From the beginning, the couple have offered a window into their home business on Instagram, where they document the creative—and sometimes messy—realities of running a home bakery.

“There are a lot of home bakers who got their start during the pandemic, and now I’m reading more of their accounts and I think we’re all feeling it,” Burcroff confessed. “There may be days where the house is covered in flour and bread, and it’s a mess, and there are baked goods everywhere, and I think, ‘why are we blowing up our house with this situation?’ ”

For both Burcroff and Koons, it all comes back to the community.
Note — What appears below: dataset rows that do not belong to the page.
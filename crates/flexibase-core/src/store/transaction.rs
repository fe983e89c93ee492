//! Atomic multi-tree write batches.
//!
//! Refactoring operations touch many objects across the object, overflow
//! and index trees; all of those writes commit together or not at all.

use std::collections::HashMap;

use sled::Transactional;

use super::key::{class_index_key, overflow_key, ref_index_key, ObjectId};
use super::record::{encode_value, ObjectRecord};
use super::ObjectStore;
use crate::error::Error;
use crate::schema::{ClassId, PropertyId};
use flexibase_proto::Value;

/// A pending operation in a write batch.
#[derive(Debug, Clone)]
pub enum TxOp {
    /// Put an object record (insert, update or tombstone).
    PutRecord {
        /// Object id.
        id: ObjectId,
        /// Record to write.
        record: ObjectRecord,
    },
    /// Remove an object record entirely. Used when reversing a create.
    DeleteRecord {
        /// Object id.
        id: ObjectId,
    },
    /// Put an overflow attribute value.
    PutOverflow {
        /// Owning object.
        id: ObjectId,
        /// Property the value belongs to.
        property: PropertyId,
        /// Occurrence index within the property.
        occurrence: u32,
        /// The value.
        value: Value,
    },
    /// Remove an overflow attribute value.
    DeleteOverflow {
        /// Owning object.
        id: ObjectId,
        /// Property the value belongs to.
        property: PropertyId,
        /// Occurrence index within the property.
        occurrence: u32,
    },
    /// Add a class membership entry.
    PutClassIndex {
        /// Class.
        class: ClassId,
        /// Member object.
        id: ObjectId,
    },
    /// Remove a class membership entry.
    DeleteClassIndex {
        /// Class.
        class: ClassId,
        /// Member object.
        id: ObjectId,
    },
    /// Add a reverse reference entry.
    PutRefIndex {
        /// Referenced object.
        target: ObjectId,
        /// Referencing object.
        source: ObjectId,
        /// Referencing property.
        property: PropertyId,
    },
    /// Remove a reverse reference entry.
    DeleteRefIndex {
        /// Referenced object.
        target: ObjectId,
        /// Referencing object.
        source: ObjectId,
        /// Referencing property.
        property: PropertyId,
    },
}

/// Which tree a planned write targets.
enum TreeSlot {
    Objects,
    Overflow,
    ClassIndex,
    RefIndex,
}

/// A fully serialized write, ready to apply inside the sled closure.
struct PlannedWrite {
    tree: TreeSlot,
    key: Vec<u8>,
    /// None removes the key.
    value: Option<Vec<u8>>,
}

/// A write batch over the object store.
///
/// Operations are collected and executed atomically on commit. Record
/// reads within the batch see uncommitted writes.
pub struct Transaction<'a> {
    store: &'a ObjectStore,
    ops: Vec<TxOp>,
    /// Uncommitted record states (None marks a pending delete/tombstone).
    write_cache: HashMap<ObjectId, Option<ObjectRecord>>,
}

impl<'a> Transaction<'a> {
    /// Create a new empty batch.
    pub(crate) fn new(store: &'a ObjectStore) -> Self {
        Self {
            store,
            ops: Vec::new(),
            write_cache: HashMap::new(),
        }
    }

    /// Queue any operation.
    pub fn push(&mut self, op: TxOp) -> &mut Self {
        match &op {
            TxOp::PutRecord { id, record } => {
                let visible = if record.deleted {
                    None
                } else {
                    Some(record.clone())
                };
                self.write_cache.insert(*id, visible);
            }
            TxOp::DeleteRecord { id } => {
                self.write_cache.insert(*id, None);
            }
            _ => {}
        }
        self.ops.push(op);
        self
    }

    /// Read a record, seeing uncommitted writes from this batch.
    pub fn read_record(&self, id: ObjectId) -> Result<Option<ObjectRecord>, Error> {
        if let Some(cached) = self.write_cache.get(&id) {
            return Ok(cached.clone());
        }
        self.store.read_record(id)
    }

    /// Number of pending operations.
    pub fn operation_count(&self) -> usize {
        self.ops.len()
    }

    /// Discard all pending operations.
    pub fn rollback(self) {
        drop(self.ops);
    }

    /// Commit the batch atomically: every write succeeds or none do.
    pub fn commit(self) -> Result<(), Error> {
        if self.ops.is_empty() {
            return Ok(());
        }

        // Serialize outside the sled closure; it may run more than once.
        let plan = self.plan()?;

        let objects = self.store.objects_tree();
        let overflow = self.store.overflow_tree();
        let class_index = self.store.class_index_tree();
        let ref_index = self.store.ref_index_tree();

        let result: Result<(), sled::transaction::TransactionError<Error>> =
            (objects, overflow, class_index, ref_index).transaction(
                |(obj_tx, ovf_tx, cls_tx, ref_tx)| {
                    for write in &plan {
                        let tree = match write.tree {
                            TreeSlot::Objects => obj_tx,
                            TreeSlot::Overflow => ovf_tx,
                            TreeSlot::ClassIndex => cls_tx,
                            TreeSlot::RefIndex => ref_tx,
                        };
                        match &write.value {
                            Some(bytes) => {
                                tree.insert(write.key.as_slice(), bytes.as_slice())?;
                            }
                            None => {
                                tree.remove(write.key.as_slice())?;
                            }
                        }
                    }
                    Ok(())
                },
            );

        match result {
            Ok(()) => Ok(()),
            Err(sled::transaction::TransactionError::Abort(e)) => Err(e),
            Err(sled::transaction::TransactionError::Storage(e)) => Err(Error::Storage(e)),
        }
    }

    /// Serialize all pending operations into planned writes.
    fn plan(&self) -> Result<Vec<PlannedWrite>, Error> {
        let mut plan = Vec::with_capacity(self.ops.len());
        for op in &self.ops {
            plan.push(match op {
                TxOp::PutRecord { id, record } => PlannedWrite {
                    tree: TreeSlot::Objects,
                    key: id.encode().to_vec(),
                    value: Some(record.to_bytes()?),
                },
                TxOp::DeleteRecord { id } => PlannedWrite {
                    tree: TreeSlot::Objects,
                    key: id.encode().to_vec(),
                    value: None,
                },
                TxOp::PutOverflow {
                    id,
                    property,
                    occurrence,
                    value,
                } => PlannedWrite {
                    tree: TreeSlot::Overflow,
                    key: overflow_key(*id, *property, *occurrence).to_vec(),
                    value: Some(encode_value(value)?),
                },
                TxOp::DeleteOverflow {
                    id,
                    property,
                    occurrence,
                } => PlannedWrite {
                    tree: TreeSlot::Overflow,
                    key: overflow_key(*id, *property, *occurrence).to_vec(),
                    value: None,
                },
                TxOp::PutClassIndex { class, id } => PlannedWrite {
                    tree: TreeSlot::ClassIndex,
                    key: class_index_key(*class, *id).to_vec(),
                    value: Some(Vec::new()),
                },
                TxOp::DeleteClassIndex { class, id } => PlannedWrite {
                    tree: TreeSlot::ClassIndex,
                    key: class_index_key(*class, *id).to_vec(),
                    value: None,
                },
                TxOp::PutRefIndex {
                    target,
                    source,
                    property,
                } => PlannedWrite {
                    tree: TreeSlot::RefIndex,
                    key: ref_index_key(*target, *source, *property).to_vec(),
                    value: Some(Vec::new()),
                },
                TxOp::DeleteRefIndex {
                    target,
                    source,
                    property,
                } => PlannedWrite {
                    tree: TreeSlot::RefIndex,
                    key: ref_index_key(*target, *source, *property).to_vec(),
                    value: None,
                },
            });
        }
        Ok(plan)
    }
}

#[cfg(test)]
mod tests {
    use super::*;
    use crate::store::StoreConfig;

    fn test_store() -> ObjectStore {
        ObjectStore::open(StoreConfig::temporary()).unwrap()
    }

    #[test]
    fn test_commit_records() {
        let store = test_store();
        let id1 = store.next_object_id().unwrap();
        let id2 = store.next_object_id().unwrap();

        let mut tx = store.transaction();
        tx.push(TxOp::PutRecord {
            id: id1,
            record: ObjectRecord::new(1, 1, false),
        });
        tx.push(TxOp::PutRecord {
            id: id2,
            record: ObjectRecord::new(1, 1, false),
        });
        tx.commit().unwrap();

        assert!(store.read_record(id1).unwrap().is_some());
        assert!(store.read_record(id2).unwrap().is_some());
    }

    #[test]
    fn test_rollback_discards() {
        let store = test_store();
        let id = store.next_object_id().unwrap();

        let mut tx = store.transaction();
        tx.push(TxOp::PutRecord {
            id,
            record: ObjectRecord::new(1, 1, false),
        });
        tx.rollback();

        assert!(store.read_record(id).unwrap().is_none());
    }

    #[test]
    fn test_read_uncommitted_write() {
        let store = test_store();
        let id = store.next_object_id().unwrap();

        let mut tx = store.transaction();
        tx.push(TxOp::PutRecord {
            id,
            record: ObjectRecord::new(7, 1, false),
        });

        let record = tx.read_record(id).unwrap().unwrap();
        assert_eq!(record.class, 7);
    }

    #[test]
    fn test_tombstone_hides_record() {
        let store = test_store();
        let id = store.next_object_id().unwrap();

        let mut tx = store.transaction();
        tx.push(TxOp::PutRecord {
            id,
            record: ObjectRecord::new(1, 1, false),
        });
        tx.commit().unwrap();

        let mut tx = store.transaction();
        tx.push(TxOp::PutRecord {
            id,
            record: ObjectRecord::tombstone(1, 1),
        });
        assert!(tx.read_record(id).unwrap().is_none());
        tx.commit().unwrap();

        assert!(store.read_record(id).unwrap().is_none());
    }

    #[test]
    fn test_empty_commit() {
        let store = test_store();
        store.transaction().commit().unwrap();
    }

    #[test]
    fn test_overflow_and_index_writes() {
        let store = test_store();
        let id = store.next_object_id().unwrap();

        let mut tx = store.transaction();
        tx.push(TxOp::PutRecord {
            id,
            record: ObjectRecord::new(1, 1, false),
        });
        tx.push(TxOp::PutOverflow {
            id,
            property: PropertyId(5),
            occurrence: 0,
            value: Value::Text("hello".into()),
        });
        tx.push(TxOp::PutClassIndex {
            class: ClassId(1),
            id,
        });
        tx.commit().unwrap();

        let members = store.class_members(ClassId(1)).unwrap();
        assert_eq!(members, vec![id]);
    }
}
That’s why, even with wholesale accounts, they still try to offer porch vans to their original customers as often as possible.

“It’s a fundamental part of our DNA,” Burcroff said. “That’s why we wouldn’t abandon it.” Staying true to her mission, she and her husband also teach “bread education” classes at community events and at her children’s school.

“I think people recognize that it’s not an easy thing to do, they appreciate the time and work that goes into it, and they really appreciate that we can bring the sourdough to them,” Koons said. “The amount of support and love is overwhelming, and one of the big reasons we love to keep doing it.”